Came home to check my daughter's very pregnant nigerian and she was walking with her back legs oddly. Then I noticed her neck shaking. Then I saw some foaming at the mouth. I put her in a isolated pen with a fan on her, it's our hottest day so far, and ran to give her a B complex injection. I don't have thiamine but zipped to TSC for Durapen and to see if they carried thiamine or ban amine which I now know is only vet script.

So we came home and gave her a injection of Durapen and more B. I know polio doesn't require antibiotics and it may interfere with the B absorption, but I don't know for sure if it's polio or listeriosis. 

She seems okay right now and is nibbling hay. I syringed her with nurtri drench and water since I don't know if she's drinking.

Any thing else I can do? I called a vet for a thiamine script and he called back and said its available at TSC. ( I just left there and they only had B complex)

Please help with any advice! Thank you


----------



## punchiepal (Aug 4, 2010)

How far from delivery? What is her temp? Does she look to be carrying a load?


----------



## mountaingoats12 (Dec 31, 2013)

If she has a fever it's listeriosis. She needs large doses of thiamine, banamine for brain swelling and Pen g, which seems to work best for these cases. Drench her with electrolytes, she needs to stay hydrated. 

Also give molasses, karo syrup or whatever to prevent ketosis. Calcium too, in drench form or Tums if need be. 

A great electrolyte recipe consists of Apple cider vinegar, Epsom salt, molasses and water. I'll see if I can look up the exact amounts...


----------



## Pony (May 4, 2014)

She is due in 1 week and yes, it looks like she was carrying a load, I guess. Her back legs were squatty like she was peeing and walking at the same time. 

No where on all the sites I searched said anything about a fever. I can check her temp in the morning.

I gave her crushed human aspirin that the vet said I can give since I don't have banamine. I hope that's okay, the vet didn't give me much confidence in his goat knowledge since I asked for a vet script for B1 and he said its at TSC. Then he also said B complex is fine. The websites begged to differ.


----------



## punchiepal (Aug 4, 2010)

She also have a kid pinching something but this close to delivery I would be watching for hypocalcemia,which a low temp would indicate.
http://www.dairygoatinfo.com/f19/milk-fever-question-30553/ Lee says what I am wondering.

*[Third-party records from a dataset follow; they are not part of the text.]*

// CLASSIFICATION: COMMUNITY
// Filename: sched.rs v0.3
// Author: Lukas Bower
// Date Modified: 2026-06-21

//! Scheduler plumbing for the per-core workers.
//!
//! A rate increase must not be preempted mid-transition, so the worker
//! elevates itself to the highest real-time class for the duration of the
//! clock set and restores its previous class on every exit path. Workers are
//! also pinned to the core they serve, since the clock hardware is only
//! safely programmable from the core it clocks.

#[cfg(target_os = "linux")]
use log::debug;

/// Scoped SCHED_FIFO elevation; restores the saved class on drop.
#[cfg(target_os = "linux")]
pub struct RtBoost {
    saved: Option<(libc::c_int, libc::c_int)>,
}

#[cfg(target_os = "linux")]
impl RtBoost {
    pub fn engage() -> Self {
        // Safety: plain scheduler syscalls on the calling thread.
        unsafe {
            let policy = libc::sched_getscheduler(0);
            if policy < 0 || policy == libc::SCHED_FIFO {
                return Self { saved: None };
            }
            let mut old: libc::sched_param = std::mem::zeroed();
            if libc::sched_getparam(0, &mut old) != 0 {
                return Self { saved: None };
            }
            let mut param: libc::sched_param = std::mem::zeroed();
            param.sched_priority = libc::sched_get_priority_max(libc::SCHED_FIFO);
            if libc::sched_setscheduler(0, libc::SCHED_FIFO, &param) != 0 {
                // unprivileged processes cannot enter SCHED_FIFO; carry on
                debug!(
                    "rt boost unavailable: {}",
                    std::io::Error::last_os_error()
                );
                return Self { saved: None };
            }
            Self {
                saved: Some((policy, old.sched_priority)),
            }
        }
    }
}

#[cfg(target_os = "linux")]
impl Drop for RtBoost {
    fn drop(&mut self) {
        if let Some((policy, priority)) = self.saved.take() {
            unsafe {
                let mut param: libc::sched_param = std::mem::zeroed();
                param.sched_priority = priority;
                if libc::sched_setscheduler(0, policy, &param) != 0 {
                    debug!(
                        "rt boost restore failed: {}",
                        std::io::Error::last_os_error()
                    );
                }
            }
        }
    }
}

#[cfg(not(target_os = "linux"))]
pub struct RtBoost;

#[cfg(not(target_os = "linux"))]
impl RtBoost {
    pub fn engage() -> Self {
        RtBoost
    }
}

/// Pin the calling thread to `core`. Best effort off Linux.
#[cfg(target_os = "linux")]
pub fn pin_to_core(core: usize) {
    unsafe {
        let mut set: libc::cpu_set_t = std::mem::zeroed();
        libc::CPU_ZERO(&mut set);
        libc::CPU_SET(core, &mut set);
        if libc::sched_setaffinity(0, std::mem::size_of::<libc::cpu_set_t>(), &set) != 0 {
            debug!(
                "affinity for core {core} unavailable: {}",
                std::io::Error::last_os_error()
            );
        }
    }
}

#[cfg(not(target_os = "linux"))]
pub fn pin_to_core(_core: usize) {}
// CLASSIFICATION: COMMUNITY
// Filename: ceiling_limit.rs v0.3
// Author: Lukas Bower
// Date Modified: 2026-08-15

use std::sync::Arc;

use corefreq::{
    Clock, FreqConfig, FreqCoordinator, FreqError, Relation, StepEntry, SteppedClock,
};

fn init_logs() {
    let _ = env_logger::builder().is_test(true).try_init();
}

fn ladder_coordinator(cores: usize) -> (FreqCoordinator, Vec<Arc<SteppedClock>>) {
    init_logs();
    let clocks: Vec<Arc<SteppedClock>> = (0..cores)
        .map(|i| {
            Arc::new(SteppedClock::new(
                &format!("cpu{i}_clk"),
                &[300_000, 600_000, 900_000],
            ))
        })
        .collect();
    let cfg = FreqConfig {
        steps: [300_000u32, 600_000, 900_000]
            .iter()
            .map(|khz| StepEntry {
                cpu_khz: *khz,
                l2_khz: None,
                bw_mbps: None,
            })
            .collect(),
        ports: Vec::new(),
    };
    let coordinator = FreqCoordinator::new(
        &cfg,
        clocks
            .iter()
            .map(|c| Some(Arc::clone(c) as Arc<dyn Clock>))
            .collect(),
        None,
        None,
        Vec::new(),
    )
    .unwrap();
    (coordinator, clocks)
}

#[test]
fn ceiling_defaults_to_hardware_maximum() {
    let (coordinator, _clocks) = ladder_coordinator(1);
    assert_eq!(coordinator.ceiling_khz(), 900_000);
    assert_eq!(coordinator.show_ceiling(), "900000\n");
}

#[test]
fn lowered_ceiling_clamps_future_requests() {
    let (coordinator, _clocks) = ladder_coordinator(2);

    assert_eq!(coordinator.set_ceiling(600_000), Ok(600_000));

    // no step at or above 900 MHz survives the ceiling
    assert_eq!(
        coordinator.target(0, 900_000, Relation::AtLeast),
        Err(FreqError::InvalidTarget(900_000))
    );
    // AT_MOST degrades to the ceiling step
    coordinator.target(0, 900_000, Relation::AtMost).unwrap();
    assert_eq!(coordinator.get_current(0), 600_000);
}

#[test]
fn ceiling_resolves_at_most() {
    let (coordinator, _clocks) = ladder_coordinator(1);
    assert_eq!(coordinator.set_ceiling(700_000), Ok(600_000));
    assert_eq!(coordinator.ceiling_khz(), 600_000);
}

#[test]
fn ceiling_below_table_is_rejected() {
    let (coordinator, _clocks) = ladder_coordinator(1);
    assert_eq!(
        coordinator.set_ceiling(100_000),
        Err(FreqError::InvalidTarget(100_000))
    );
    // no partial state change
    assert_eq!(coordinator.ceiling_khz(), 900_000);
    assert_eq!(coordinator.policy(0).unwrap().max_khz, 900_000);
}

#[test]
fn ceiling_forces_running_cores_under_it() {
    let (coordinator, clocks) = ladder_coordinator(2);

    coordinator.target(0, 900_000, Relation::AtLeast).unwrap();
    coordinator.target(1, 600_000, Relation::AtLeast).unwrap();

    coordinator.set_ceiling(600_000).unwrap();

    assert_eq!(coordinator.get_current(0), 600_000);
    assert_eq!(coordinator.get_current(1), 600_000);
    assert_eq!(clocks[0].rate_khz(), 600_000);
    assert_eq!(coordinator.aggregate_index(), 1);
}

#[test]
fn store_parses_decimal_khz() {
    let (coordinator, _clocks) = ladder_coordinator(1);

    assert_eq!(coordinator.store_ceiling("600000\n"), Ok(600_000));
    assert_eq!(coordinator.show_ceiling(), "600000\n");

    assert!(coordinator.store_ceiling("fast").is_err());
    // failed store leaves the ceiling untouched
    assert_eq!(coordinator.ceiling_khz(), 600_000);
}

#[test]
fn cleared_ceiling_restores_hardware_maximum() {
    let (coordinator, _clocks) = ladder_coordinator(1);

    coordinator.set_ceiling(600_000).unwrap();
    assert_eq!(
        coordinator.target(0, 900_000, Relation::AtLeast),
        Err(FreqError::InvalidTarget(900_000))
    );

    coordinator.clear_ceiling();
    coordinator.target(0, 900_000, Relation::AtLeast).unwrap();
    assert_eq!(coordinator.get_current(0), 900_000);
}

Also, by "due" how many days do you mean? Most of my ND's don't make it to 150 days.

B complex does have B1, Fortified B complex has more B1, not as much a thiamine script though.

I don't give antibiotics (or banamine) without a known temperature (in most cases an actual high temp), once you start a course it should be finished.

With her due date this close I probably wouldn't give aspirin, bleeding potential.


----------



## mountaingoats12 (Dec 31, 2013)

Yes, a temp is needed right away so we can go on from there...look up polio/listeriosis on the Tennessee Meat Goats website, they have tons of helpful info. 

How much aspirin did you give? Goats need LARGE doses due to their high metabolism, but I agree that it's risky to give late in the pregnancy. Banamine will be much better for her.

Oh, and try to get thiamine instead of the vit b...it will be much more effective.


----------



## doublebowgoats (Mar 6, 2008)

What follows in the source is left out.